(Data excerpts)
--- --- ---
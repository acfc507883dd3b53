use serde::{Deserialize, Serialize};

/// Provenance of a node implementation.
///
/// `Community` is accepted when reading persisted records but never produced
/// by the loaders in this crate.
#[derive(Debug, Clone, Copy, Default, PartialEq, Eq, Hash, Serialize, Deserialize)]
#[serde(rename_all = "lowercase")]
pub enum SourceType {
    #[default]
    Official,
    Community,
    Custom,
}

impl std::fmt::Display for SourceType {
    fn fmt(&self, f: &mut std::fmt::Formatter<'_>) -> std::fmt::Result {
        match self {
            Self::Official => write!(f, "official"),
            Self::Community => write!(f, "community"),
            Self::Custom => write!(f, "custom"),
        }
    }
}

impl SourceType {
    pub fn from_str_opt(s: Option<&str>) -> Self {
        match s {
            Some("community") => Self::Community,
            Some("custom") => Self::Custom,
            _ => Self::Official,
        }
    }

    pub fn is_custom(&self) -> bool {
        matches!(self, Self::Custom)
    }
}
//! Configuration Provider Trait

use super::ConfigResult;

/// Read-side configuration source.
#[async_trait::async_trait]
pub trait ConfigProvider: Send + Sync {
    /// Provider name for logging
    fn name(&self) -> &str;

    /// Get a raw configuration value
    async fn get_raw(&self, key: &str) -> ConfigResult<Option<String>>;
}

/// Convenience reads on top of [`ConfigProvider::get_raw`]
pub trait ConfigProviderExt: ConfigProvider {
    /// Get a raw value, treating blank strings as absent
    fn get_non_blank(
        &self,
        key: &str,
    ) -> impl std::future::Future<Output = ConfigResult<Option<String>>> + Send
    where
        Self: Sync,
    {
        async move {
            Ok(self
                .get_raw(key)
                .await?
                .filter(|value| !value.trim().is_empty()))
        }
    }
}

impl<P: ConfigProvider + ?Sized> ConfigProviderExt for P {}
--- --- ---
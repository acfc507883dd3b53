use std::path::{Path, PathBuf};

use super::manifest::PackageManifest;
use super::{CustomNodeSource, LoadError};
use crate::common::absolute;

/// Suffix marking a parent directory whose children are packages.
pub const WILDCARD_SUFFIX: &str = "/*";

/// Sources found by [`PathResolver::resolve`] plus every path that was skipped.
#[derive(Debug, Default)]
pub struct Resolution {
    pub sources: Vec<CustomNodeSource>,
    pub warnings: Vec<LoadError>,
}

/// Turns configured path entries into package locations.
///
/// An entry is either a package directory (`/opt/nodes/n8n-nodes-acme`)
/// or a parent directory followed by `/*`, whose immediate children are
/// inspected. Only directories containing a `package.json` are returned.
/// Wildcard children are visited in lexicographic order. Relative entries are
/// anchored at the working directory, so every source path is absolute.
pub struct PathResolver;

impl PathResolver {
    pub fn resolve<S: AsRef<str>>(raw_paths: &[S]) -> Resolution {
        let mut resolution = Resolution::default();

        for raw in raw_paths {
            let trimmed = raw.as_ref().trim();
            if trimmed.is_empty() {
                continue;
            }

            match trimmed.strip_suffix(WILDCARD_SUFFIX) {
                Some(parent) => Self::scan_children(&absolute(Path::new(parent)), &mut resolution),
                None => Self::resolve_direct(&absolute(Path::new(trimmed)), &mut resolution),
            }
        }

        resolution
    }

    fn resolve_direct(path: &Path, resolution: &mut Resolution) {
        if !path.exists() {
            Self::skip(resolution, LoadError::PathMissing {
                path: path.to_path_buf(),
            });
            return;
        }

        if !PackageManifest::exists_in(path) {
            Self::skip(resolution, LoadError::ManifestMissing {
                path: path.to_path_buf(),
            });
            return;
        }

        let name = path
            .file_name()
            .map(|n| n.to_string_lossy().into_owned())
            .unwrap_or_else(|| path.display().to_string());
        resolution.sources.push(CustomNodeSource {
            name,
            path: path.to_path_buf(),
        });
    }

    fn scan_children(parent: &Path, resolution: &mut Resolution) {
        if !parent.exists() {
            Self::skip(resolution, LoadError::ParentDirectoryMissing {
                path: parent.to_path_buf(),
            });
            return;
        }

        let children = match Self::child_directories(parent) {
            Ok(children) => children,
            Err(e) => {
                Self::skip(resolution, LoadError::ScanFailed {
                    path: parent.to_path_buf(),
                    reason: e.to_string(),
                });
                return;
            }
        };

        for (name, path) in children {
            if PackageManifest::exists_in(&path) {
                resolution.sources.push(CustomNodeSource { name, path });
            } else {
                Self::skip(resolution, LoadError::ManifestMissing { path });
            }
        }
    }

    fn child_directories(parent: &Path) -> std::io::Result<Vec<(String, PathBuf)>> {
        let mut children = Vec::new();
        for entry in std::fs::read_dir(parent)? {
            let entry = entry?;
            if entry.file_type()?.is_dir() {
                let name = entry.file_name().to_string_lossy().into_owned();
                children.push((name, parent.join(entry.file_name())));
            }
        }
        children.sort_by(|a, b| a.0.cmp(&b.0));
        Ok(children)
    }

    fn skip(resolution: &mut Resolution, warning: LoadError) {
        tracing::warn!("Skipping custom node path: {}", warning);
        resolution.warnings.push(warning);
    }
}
--- --- ---
Your task: Taking the entries above, restate exactly those lines that fall between the line with "path is absolute." and the line with "for raw in raw_paths", keeping both of those lines too.

Response:
/// anchored at the working directory, so every source path is absolute.
pub struct PathResolver;

impl PathResolver {
    pub fn resolve<S: AsRef<str>>(raw_paths: &[S]) -> Resolution {
        let mut resolution = Resolution::default();

        for raw in raw_paths {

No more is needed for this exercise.